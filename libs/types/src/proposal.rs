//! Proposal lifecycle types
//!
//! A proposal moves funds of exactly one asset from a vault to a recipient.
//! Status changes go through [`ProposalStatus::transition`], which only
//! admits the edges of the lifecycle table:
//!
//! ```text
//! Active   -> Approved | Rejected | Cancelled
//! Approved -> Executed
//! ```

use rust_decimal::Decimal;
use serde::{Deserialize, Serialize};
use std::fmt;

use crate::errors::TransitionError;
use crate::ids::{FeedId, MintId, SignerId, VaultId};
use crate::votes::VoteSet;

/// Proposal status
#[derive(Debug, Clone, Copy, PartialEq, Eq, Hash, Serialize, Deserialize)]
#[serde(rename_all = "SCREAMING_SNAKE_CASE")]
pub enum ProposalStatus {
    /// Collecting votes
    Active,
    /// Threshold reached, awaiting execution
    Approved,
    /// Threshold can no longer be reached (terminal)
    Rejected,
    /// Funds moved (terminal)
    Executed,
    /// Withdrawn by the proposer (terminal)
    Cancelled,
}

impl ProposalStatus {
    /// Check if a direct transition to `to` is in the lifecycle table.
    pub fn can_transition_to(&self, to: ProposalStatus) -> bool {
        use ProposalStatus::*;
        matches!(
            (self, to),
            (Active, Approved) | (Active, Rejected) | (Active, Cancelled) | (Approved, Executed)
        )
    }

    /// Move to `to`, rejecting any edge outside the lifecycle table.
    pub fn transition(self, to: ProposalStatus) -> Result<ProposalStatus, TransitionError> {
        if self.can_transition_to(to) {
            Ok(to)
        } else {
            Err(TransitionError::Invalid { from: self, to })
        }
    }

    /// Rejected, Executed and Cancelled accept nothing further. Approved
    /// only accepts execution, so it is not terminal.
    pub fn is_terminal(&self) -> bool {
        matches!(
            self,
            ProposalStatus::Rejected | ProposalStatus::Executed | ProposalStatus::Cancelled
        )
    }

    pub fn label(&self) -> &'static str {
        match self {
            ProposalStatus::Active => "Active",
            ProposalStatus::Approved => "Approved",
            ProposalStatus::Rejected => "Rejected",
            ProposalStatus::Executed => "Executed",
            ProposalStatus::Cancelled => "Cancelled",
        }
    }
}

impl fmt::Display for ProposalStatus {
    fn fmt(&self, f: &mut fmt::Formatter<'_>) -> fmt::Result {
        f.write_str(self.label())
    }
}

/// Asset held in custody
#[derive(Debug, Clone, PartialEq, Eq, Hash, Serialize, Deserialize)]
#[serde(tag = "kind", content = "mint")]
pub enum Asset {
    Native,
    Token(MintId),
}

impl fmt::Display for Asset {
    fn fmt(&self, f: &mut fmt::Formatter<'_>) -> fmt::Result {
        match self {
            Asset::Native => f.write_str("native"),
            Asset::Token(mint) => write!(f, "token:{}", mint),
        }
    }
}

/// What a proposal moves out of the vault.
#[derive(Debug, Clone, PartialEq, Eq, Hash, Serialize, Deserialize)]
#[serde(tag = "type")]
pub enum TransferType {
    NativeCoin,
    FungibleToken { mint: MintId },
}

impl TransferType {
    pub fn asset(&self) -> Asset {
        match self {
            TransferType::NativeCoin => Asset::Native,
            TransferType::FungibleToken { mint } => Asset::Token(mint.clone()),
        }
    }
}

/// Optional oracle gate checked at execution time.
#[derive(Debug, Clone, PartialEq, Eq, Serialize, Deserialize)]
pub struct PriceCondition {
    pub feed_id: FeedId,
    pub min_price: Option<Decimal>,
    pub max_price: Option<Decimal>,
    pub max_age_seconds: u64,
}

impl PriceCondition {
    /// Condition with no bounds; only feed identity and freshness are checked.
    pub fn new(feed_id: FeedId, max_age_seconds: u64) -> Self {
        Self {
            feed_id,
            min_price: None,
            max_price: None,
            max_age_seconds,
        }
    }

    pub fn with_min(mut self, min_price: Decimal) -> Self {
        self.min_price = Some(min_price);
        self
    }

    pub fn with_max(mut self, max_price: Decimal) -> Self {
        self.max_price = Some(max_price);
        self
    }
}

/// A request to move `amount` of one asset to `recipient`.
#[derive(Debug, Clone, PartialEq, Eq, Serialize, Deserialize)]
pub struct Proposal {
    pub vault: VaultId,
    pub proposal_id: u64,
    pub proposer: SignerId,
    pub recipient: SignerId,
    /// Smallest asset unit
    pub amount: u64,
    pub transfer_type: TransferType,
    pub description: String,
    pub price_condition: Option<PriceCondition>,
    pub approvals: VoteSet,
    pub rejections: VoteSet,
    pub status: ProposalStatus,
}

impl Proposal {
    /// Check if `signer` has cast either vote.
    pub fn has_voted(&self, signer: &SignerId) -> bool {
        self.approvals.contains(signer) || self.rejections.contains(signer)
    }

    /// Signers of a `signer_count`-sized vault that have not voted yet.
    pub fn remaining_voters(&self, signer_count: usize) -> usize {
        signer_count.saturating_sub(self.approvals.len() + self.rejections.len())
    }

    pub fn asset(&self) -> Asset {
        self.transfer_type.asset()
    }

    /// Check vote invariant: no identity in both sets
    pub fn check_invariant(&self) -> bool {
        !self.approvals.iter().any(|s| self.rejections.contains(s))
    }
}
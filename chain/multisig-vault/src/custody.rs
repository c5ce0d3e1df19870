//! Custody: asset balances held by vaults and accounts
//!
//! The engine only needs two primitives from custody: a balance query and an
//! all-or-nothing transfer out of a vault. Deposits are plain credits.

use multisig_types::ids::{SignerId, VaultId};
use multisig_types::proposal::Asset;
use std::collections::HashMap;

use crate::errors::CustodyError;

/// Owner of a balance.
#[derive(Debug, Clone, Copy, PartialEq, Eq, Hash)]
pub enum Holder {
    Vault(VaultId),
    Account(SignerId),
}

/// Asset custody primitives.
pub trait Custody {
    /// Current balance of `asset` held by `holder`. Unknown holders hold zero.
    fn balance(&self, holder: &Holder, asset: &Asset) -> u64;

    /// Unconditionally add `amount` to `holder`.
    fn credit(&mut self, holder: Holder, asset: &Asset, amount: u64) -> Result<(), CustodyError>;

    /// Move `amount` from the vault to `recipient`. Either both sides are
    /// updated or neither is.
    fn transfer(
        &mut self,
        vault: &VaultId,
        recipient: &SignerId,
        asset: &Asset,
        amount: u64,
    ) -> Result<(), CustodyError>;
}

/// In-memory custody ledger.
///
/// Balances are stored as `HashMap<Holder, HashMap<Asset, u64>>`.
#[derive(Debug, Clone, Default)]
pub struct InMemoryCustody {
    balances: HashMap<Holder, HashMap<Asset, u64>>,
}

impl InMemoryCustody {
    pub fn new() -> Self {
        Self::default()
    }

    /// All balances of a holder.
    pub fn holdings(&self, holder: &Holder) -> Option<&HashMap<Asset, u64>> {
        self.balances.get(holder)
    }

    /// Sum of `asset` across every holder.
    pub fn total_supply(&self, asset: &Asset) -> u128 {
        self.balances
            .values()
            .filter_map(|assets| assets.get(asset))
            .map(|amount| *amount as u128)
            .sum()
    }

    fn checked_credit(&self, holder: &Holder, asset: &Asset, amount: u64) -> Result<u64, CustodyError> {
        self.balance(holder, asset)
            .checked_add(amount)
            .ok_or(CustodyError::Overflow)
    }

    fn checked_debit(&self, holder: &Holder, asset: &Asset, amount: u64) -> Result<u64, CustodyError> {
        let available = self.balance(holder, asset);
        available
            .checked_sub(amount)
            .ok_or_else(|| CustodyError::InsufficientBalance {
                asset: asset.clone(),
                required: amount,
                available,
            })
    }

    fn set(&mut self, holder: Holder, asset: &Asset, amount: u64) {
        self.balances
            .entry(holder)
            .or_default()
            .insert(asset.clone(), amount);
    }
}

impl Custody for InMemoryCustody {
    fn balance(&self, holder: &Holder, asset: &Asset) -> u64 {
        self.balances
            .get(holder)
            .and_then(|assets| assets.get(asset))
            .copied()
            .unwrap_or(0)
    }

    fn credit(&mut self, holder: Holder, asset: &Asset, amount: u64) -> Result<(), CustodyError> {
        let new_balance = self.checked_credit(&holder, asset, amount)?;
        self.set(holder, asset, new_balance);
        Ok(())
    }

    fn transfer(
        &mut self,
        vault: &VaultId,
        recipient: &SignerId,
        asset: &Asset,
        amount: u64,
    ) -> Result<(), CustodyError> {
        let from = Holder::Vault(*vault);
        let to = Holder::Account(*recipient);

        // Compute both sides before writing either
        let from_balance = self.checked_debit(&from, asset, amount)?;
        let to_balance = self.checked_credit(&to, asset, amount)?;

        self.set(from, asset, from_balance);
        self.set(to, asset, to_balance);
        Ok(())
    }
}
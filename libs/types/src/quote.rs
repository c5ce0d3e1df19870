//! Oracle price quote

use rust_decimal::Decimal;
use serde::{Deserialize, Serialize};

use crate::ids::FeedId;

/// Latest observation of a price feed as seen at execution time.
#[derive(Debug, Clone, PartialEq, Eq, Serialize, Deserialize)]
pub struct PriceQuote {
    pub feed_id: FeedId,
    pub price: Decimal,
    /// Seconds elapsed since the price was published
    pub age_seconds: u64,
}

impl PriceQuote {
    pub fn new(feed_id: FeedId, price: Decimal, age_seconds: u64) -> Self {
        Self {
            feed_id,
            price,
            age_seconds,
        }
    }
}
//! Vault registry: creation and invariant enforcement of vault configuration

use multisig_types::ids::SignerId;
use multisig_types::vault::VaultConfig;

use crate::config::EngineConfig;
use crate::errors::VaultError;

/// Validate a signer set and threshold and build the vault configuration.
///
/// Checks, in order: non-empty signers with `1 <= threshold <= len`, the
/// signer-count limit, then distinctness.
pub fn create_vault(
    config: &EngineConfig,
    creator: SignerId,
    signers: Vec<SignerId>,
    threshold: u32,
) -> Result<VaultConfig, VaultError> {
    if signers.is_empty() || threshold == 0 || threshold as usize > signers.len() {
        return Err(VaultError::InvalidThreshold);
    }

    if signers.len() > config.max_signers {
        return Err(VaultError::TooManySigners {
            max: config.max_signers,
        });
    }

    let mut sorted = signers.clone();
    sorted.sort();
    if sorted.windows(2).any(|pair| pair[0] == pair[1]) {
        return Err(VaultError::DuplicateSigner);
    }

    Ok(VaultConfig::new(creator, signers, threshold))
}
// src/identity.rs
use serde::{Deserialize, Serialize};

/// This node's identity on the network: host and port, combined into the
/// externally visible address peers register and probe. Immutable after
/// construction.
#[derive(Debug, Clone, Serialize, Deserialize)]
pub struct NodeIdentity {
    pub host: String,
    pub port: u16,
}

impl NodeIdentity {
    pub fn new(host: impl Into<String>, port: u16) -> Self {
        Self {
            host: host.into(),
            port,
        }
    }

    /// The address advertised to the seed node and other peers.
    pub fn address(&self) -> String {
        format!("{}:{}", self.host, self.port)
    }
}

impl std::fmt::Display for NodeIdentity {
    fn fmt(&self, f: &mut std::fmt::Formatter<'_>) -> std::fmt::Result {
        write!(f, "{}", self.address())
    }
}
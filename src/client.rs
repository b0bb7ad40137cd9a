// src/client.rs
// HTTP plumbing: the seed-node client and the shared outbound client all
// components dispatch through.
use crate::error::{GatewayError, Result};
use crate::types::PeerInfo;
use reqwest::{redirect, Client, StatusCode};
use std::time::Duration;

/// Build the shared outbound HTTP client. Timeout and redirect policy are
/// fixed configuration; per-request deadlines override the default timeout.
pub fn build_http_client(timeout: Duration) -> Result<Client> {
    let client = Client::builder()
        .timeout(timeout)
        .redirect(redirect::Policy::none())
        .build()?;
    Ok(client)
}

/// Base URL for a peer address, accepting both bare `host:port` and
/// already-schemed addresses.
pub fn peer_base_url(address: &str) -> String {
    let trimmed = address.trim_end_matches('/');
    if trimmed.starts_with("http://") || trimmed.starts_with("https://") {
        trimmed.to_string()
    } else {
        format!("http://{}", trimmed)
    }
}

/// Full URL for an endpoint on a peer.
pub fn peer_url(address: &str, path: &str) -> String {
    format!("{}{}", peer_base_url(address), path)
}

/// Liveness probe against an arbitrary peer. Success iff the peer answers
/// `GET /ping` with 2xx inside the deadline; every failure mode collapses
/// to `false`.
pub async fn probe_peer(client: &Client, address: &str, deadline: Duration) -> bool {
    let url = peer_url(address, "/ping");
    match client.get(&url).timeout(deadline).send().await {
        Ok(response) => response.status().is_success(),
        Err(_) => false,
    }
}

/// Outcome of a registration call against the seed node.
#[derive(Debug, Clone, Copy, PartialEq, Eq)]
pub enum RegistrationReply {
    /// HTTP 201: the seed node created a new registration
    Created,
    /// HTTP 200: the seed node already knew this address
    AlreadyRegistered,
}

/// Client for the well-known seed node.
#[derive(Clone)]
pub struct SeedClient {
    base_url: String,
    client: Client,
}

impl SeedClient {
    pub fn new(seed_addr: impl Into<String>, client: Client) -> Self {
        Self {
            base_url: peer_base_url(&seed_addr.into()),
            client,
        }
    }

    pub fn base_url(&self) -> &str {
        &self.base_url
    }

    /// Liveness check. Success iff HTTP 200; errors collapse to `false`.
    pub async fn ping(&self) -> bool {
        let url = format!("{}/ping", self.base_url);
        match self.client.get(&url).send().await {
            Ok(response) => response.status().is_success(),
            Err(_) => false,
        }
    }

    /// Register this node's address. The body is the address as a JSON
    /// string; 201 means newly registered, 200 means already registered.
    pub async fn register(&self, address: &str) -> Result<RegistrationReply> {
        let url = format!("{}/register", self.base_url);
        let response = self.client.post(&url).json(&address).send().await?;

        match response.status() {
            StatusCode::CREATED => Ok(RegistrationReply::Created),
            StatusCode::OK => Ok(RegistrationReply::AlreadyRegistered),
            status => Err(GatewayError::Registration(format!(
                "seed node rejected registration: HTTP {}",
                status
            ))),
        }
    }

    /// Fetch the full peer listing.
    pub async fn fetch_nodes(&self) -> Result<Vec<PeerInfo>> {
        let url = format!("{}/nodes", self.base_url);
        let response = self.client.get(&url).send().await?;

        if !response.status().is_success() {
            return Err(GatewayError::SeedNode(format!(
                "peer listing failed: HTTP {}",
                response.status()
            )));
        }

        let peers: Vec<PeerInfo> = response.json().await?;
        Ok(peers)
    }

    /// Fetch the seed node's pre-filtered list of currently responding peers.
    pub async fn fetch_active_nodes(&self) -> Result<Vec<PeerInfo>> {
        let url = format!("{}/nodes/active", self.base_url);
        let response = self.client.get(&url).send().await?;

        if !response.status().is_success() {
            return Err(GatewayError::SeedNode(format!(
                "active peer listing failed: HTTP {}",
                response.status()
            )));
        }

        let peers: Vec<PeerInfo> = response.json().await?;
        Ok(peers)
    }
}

* [Problem requirements]:
Only lines that hold the string "EngineConfig" belong in the answer, so copy every one of them from the records.

* [Result of this exercise]:
use crate::config::EngineConfig;
    config: &EngineConfig,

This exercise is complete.